* _Provided information_

● ● ● ● ● ● ●

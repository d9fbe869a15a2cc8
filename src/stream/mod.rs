//! Buffered sequential reading of raw sample files
//!
//! Every pass is a reduction over fixed-size chunks of one file at a time.
//! The buffers are allocated once by the orchestrator and reused for every
//! file and every pass.

mod progress;

pub use progress::{Pass, Progress};

use crate::error::RescaleError;
use crate::sample::Sample;
use std::fs::File;
use std::io::{self, Read};
use std::mem::size_of;
use std::num::NonZeroUsize;
use std::path::Path;

/// Reusable input sample buffer and output byte buffer of equal length
pub struct SampleBuffers<S: Sample> {
    pub samples: Vec<S>,
    pub bytes: Vec<u8>,
}

impl<S: Sample> SampleBuffers<S> {
    #[must_use]
    pub fn new(count: NonZeroUsize) -> Self {
        Self {
            samples: vec![S::zeroed(); count.get()],
            bytes: vec![0u8; count.get()],
        }
    }

    #[inline]
    #[must_use]
    pub fn capacity(&self) -> usize {
        self.samples.len()
    }
}

/// Stream `path` through `buffer`, calling `on_chunk` with every chunk read
///
/// Chunks hold up to `buffer.len()` samples; only the last one may be
/// shorter. An empty file produces no calls. Returns the number of bytes
/// read. Any read failure other than a clean end of file aborts.
pub fn for_each_chunk<S, F>(
    path: &Path,
    buffer: &mut [S],
    progress: &Progress,
    mut on_chunk: F,
) -> Result<u64, RescaleError>
where
    S: Sample,
    F: FnMut(&[S]) -> Result<(), RescaleError>,
{
    let mut file = File::open(path).map_err(|source| RescaleError::OpenFailed {
        path: path.to_path_buf(),
        source,
    })?;
    progress.start_file(path);

    let width = size_of::<S>();
    let mut total = 0u64;

    loop {
        let filled = fill(&mut file, bytemuck::cast_slice_mut(buffer)).map_err(|source| {
            RescaleError::ReadFailed {
                path: path.to_path_buf(),
                source,
            }
        })?;

        if filled % width != 0 {
            return Err(RescaleError::ReadFailed {
                path: path.to_path_buf(),
                source: io::Error::new(
                    io::ErrorKind::UnexpectedEof,
                    format!("file ends inside a {width}-byte sample"),
                ),
            });
        }

        let count = filled / width;
        if count == 0 {
            break;
        }

        on_chunk(&buffer[..count])?;
        total += filled as u64;
        progress.advance(filled as u64);

        if count < buffer.len() {
            break;
        }
    }

    Ok(total)
}

/// Read exactly one sample from the start of `path`
pub fn read_first_sample<S: Sample>(path: &Path) -> Result<S, RescaleError> {
    let mut file = File::open(path).map_err(|source| RescaleError::OpenFailed {
        path: path.to_path_buf(),
        source,
    })?;

    let mut value = S::zeroed();
    file.read_exact(bytemuck::bytes_of_mut(&mut value))
        .map_err(|source| RescaleError::ReadFailed {
            path: path.to_path_buf(),
            source,
        })?;
    Ok(value)
}

/// Fill `buf` from `reader` until it is full or the reader is exhausted
fn fill(reader: &mut impl Read, buf: &mut [u8]) -> io::Result<usize> {
    let mut filled = 0;
    while filled < buf.len() {
        match reader.read(&mut buf[filled..]) {
            Ok(0) => break,
            Ok(n) => filled += n,
            Err(e) if e.kind() == io::ErrorKind::Interrupted => continue,
            Err(e) => return Err(e),
        }
    }
    Ok(filled)
}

● ● ● ● ● ● ●

Exactly repeat the lines running from the top of the listing to the line bearing "mod progress;", both of those lines included, and only them.

repository d9fbe869a15a2cc8
filename src/stream/mod.rs
//! Buffered sequential reading of raw sample files
//!
//! Every pass is a reduction over fixed-size chunks of one file at a time.
//! The buffers are allocated once by the orchestrator and reused for every
//! file and every pass.

mod progress;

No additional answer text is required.